**What you will do**
Nothing should differ. Repeat every record as written.
************
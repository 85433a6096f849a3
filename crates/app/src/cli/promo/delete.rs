use clap::Args;
use dialoguer::Confirm;
use restodocks_app::domain::promo_codes::{
    PgPromoCodesService, PromoCodesService, records::PromoCodeId,
};

use crate::cli::DatabaseArgs;

#[derive(Debug, Args)]
pub(crate) struct DeletePromoArgs {
    #[command(flatten)]
    database: DatabaseArgs,

    /// Promo code id
    #[arg(long)]
    id: PromoCodeId,

    /// Skip the confirmation prompt
    #[arg(long)]
    yes: bool,
}

pub(crate) async fn run(args: DeletePromoArgs) -> Result<(), String> {
    if !args.yes && !confirm(args.id)? {
        println!("aborted");
        return Ok(());
    }

    PgPromoCodesService::new(args.database.connect().await?)
        .delete_promo_code(args.id)
        .await
        .map_err(|error| format!("failed to delete promo code {}: {error}", args.id))?;

    println!("promo code {} deleted", args.id);

    Ok(())
}

fn confirm(id: PromoCodeId) -> Result<bool, String> {
    Confirm::new()
        .with_prompt(format!("Delete promo code {id} permanently?"))
        .default(false)
        .interact()
        .map_err(|error| format!("failed to read confirmation: {error}"))
}
//! JSON error and acknowledgement bodies.

use salvo::{
    Scribe,
    http::StatusCode,
    oapi::{self, Components, Content, EndpointOutRegister, Operation, ToSchema},
    prelude::{Json, Response},
};
use serde::{Deserialize, Serialize};
use thiserror::Error;

/// Error body returned by every JSON endpoint.
#[derive(Debug, Serialize, Deserialize, ToSchema)]
pub(crate) struct ErrorResponse {
    /// Human-readable failure reason
    pub error: String,
}

/// Acknowledgement body for mutations without a payload.
#[derive(Debug, Serialize, Deserialize, ToSchema)]
pub(crate) struct OkResponse {
    pub ok: bool,
}

impl OkResponse {
    pub(crate) fn json() -> Json<Self> {
        Json(Self { ok: true })
    }
}

/// HTTP failure rendered as `{"error": "..."}`.
#[derive(Debug, Error)]
#[error("{status}: {message}")]
pub(crate) struct ApiError {
    status: StatusCode,
    message: String,
}

impl ApiError {
    pub(crate) fn new(status: StatusCode, message: impl Into<String>) -> Self {
        Self {
            status,
            message: message.into(),
        }
    }

    pub(crate) fn unauthorized() -> Self {
        Self::new(StatusCode::UNAUTHORIZED, "Unauthorized")
    }

    pub(crate) fn bad_request(message: impl Into<String>) -> Self {
        Self::new(StatusCode::BAD_REQUEST, message)
    }

    pub(crate) fn not_found(message: impl Into<String>) -> Self {
        Self::new(StatusCode::NOT_FOUND, message)
    }

    pub(crate) fn internal(message: impl Into<String>) -> Self {
        Self::new(StatusCode::INTERNAL_SERVER_ERROR, message)
    }
}

impl Scribe for ApiError {
    fn render(self, res: &mut Response) {
        res.status_code(self.status);
        res.render(Json(ErrorResponse {
            error: self.message,
        }));
    }
}

impl EndpointOutRegister for ApiError {
    fn register(components: &mut Components, operation: &mut Operation) {
        for (status, description) in [
            (StatusCode::BAD_REQUEST, "Bad Request"),
            (StatusCode::UNAUTHORIZED, "Unauthorized"),
            (StatusCode::NOT_FOUND, "Not Found"),
            (StatusCode::INTERNAL_SERVER_ERROR, "Internal Server Error"),
        ] {
            operation.responses.insert(
                status.as_str(),
                oapi::Response::new(description).add_content(
                    "application/json",
                    Content::new(ErrorResponse::to_schema(components)),
                ),
            );
        }
    }
}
************
**Response**
repository 85433a6096f849a3
filename crates/app/src/cli/promo/delete.rs
use clap::Args;
use dialoguer::Confirm;
use restodocks_app::domain::promo_codes::{
    PgPromoCodesService, PromoCodesService, records::PromoCodeId,
};

use crate::cli::DatabaseArgs;

#[derive(Debug, Args)]
pub(crate) struct DeletePromoArgs {
    #[command(flatten)]
    database: DatabaseArgs,

    /// Promo code id
    #[arg(long)]
    id: PromoCodeId,

    /// Skip the confirmation prompt
    #[arg(long)]
    yes: bool,
}

pub(crate) async fn run(args: DeletePromoArgs) -> Result<(), String> {
    if !args.yes && !confirm(args.id)? {
        println!("aborted");
        return Ok(());
    }

    PgPromoCodesService::new(args.database.connect().await?)
        .delete_promo_code(args.id)
        .await
        .map_err(|error| format!("failed to delete promo code {}: {error}", args.id))?;

    println!("promo code {} deleted", args.id);

    Ok(())
}

fn confirm(id: PromoCodeId) -> Result<bool, String> {
    Confirm::new()
        .with_prompt(format!("Delete promo code {id} permanently?"))
        .default(false)
        .interact()
        .map_err(|error| format!("failed to read confirmation: {error}"))
}
//! JSON error and acknowledgement bodies.

use salvo::{
    Scribe,
    http::StatusCode,
    oapi::{self, Components, Content, EndpointOutRegister, Operation, ToSchema},
    prelude::{Json, Response},
};
use serde::{Deserialize, Serialize};
use thiserror::Error;

/// Error body returned by every JSON endpoint.
#[derive(Debug, Serialize, Deserialize, ToSchema)]
pub(crate) struct ErrorResponse {
    /// Human-readable failure reason
    pub error: String,
}

/// Acknowledgement body for mutations without a payload.
#[derive(Debug, Serialize, Deserialize, ToSchema)]
pub(crate) struct OkResponse {
    pub ok: bool,
}

impl OkResponse {
    pub(crate) fn json() -> Json<Self> {
        Json(Self { ok: true })
    }
}

/// HTTP failure rendered as `{"error": "..."}`.
#[derive(Debug, Error)]
#[error("{status}: {message}")]
pub(crate) struct ApiError {
    status: StatusCode,
    message: String,
}

impl ApiError {
    pub(crate) fn new(status: StatusCode, message: impl Into<String>) -> Self {
        Self {
            status,
            message: message.into(),
        }
    }

    pub(crate) fn unauthorized() -> Self {
        Self::new(StatusCode::UNAUTHORIZED, "Unauthorized")
    }

    pub(crate) fn bad_request(message: impl Into<String>) -> Self {
        Self::new(StatusCode::BAD_REQUEST, message)
    }

    pub(crate) fn not_found(message: impl Into<String>) -> Self {
        Self::new(StatusCode::NOT_FOUND, message)
    }

    pub(crate) fn internal(message: impl Into<String>) -> Self {
        Self::new(StatusCode::INTERNAL_SERVER_ERROR, message)
    }
}

impl Scribe for ApiError {
    fn render(self, res: &mut Response) {
        res.status_code(self.status);
        res.render(Json(ErrorResponse {
            error: self.message,
        }));
    }
}

impl EndpointOutRegister for ApiError {
    fn register(components: &mut Components, operation: &mut Operation) {
        for (status, description) in [
            (StatusCode::BAD_REQUEST, "Bad Request"),
            (StatusCode::UNAUTHORIZED, "Unauthorized"),
            (StatusCode::NOT_FOUND, "Not Found"),
            (StatusCode::INTERNAL_SERVER_ERROR, "Internal Server Error"),
        ] {
            operation.responses.insert(
                status.as_str(),
                oapi::Response::new(description).add_content(
                    "application/json",
                    Content::new(ErrorResponse::to_schema(components)),
                ),
            );
        }
    }
}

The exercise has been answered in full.